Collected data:
++++

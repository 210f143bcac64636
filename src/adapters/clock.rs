//! Clock adapters: Implementations of `Clock`.

use chrono::{DateTime, Utc};

use crate::ports::Clock;

/// Reads the operating system clock.
#[derive(Debug, Clone, Copy, Default)]
pub struct SystemClock;

impl Clock for SystemClock {
    fn now(&self) -> DateTime<Utc> {
        Utc::now()
    }
}

/// Always returns the same instant.
#[derive(Debug, Clone, Copy)]
pub struct FixedClock(pub DateTime<Utc>);

impl Clock for FixedClock {
    fn now(&self) -> DateTime<Utc> {
        self.0
    }
}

++++

# How to complete this task:
The full set of lines above should be retyped without a single change.

# Result of the task:
repository 210f143bcac64636
filename src/adapters/clock.rs
//! Clock adapters: Implementations of `Clock`.

use chrono::{DateTime, Utc};

use crate::ports::Clock;

/// Reads the operating system clock.
#[derive(Debug, Clone, Copy, Default)]
pub struct SystemClock;

impl Clock for SystemClock {
    fn now(&self) -> DateTime<Utc> {
        Utc::now()
    }
}

/// Always returns the same instant.
#[derive(Debug, Clone, Copy)]
pub struct FixedClock(pub DateTime<Utc>);

impl Clock for FixedClock {
    fn now(&self) -> DateTime<Utc> {
        self.0
    }
}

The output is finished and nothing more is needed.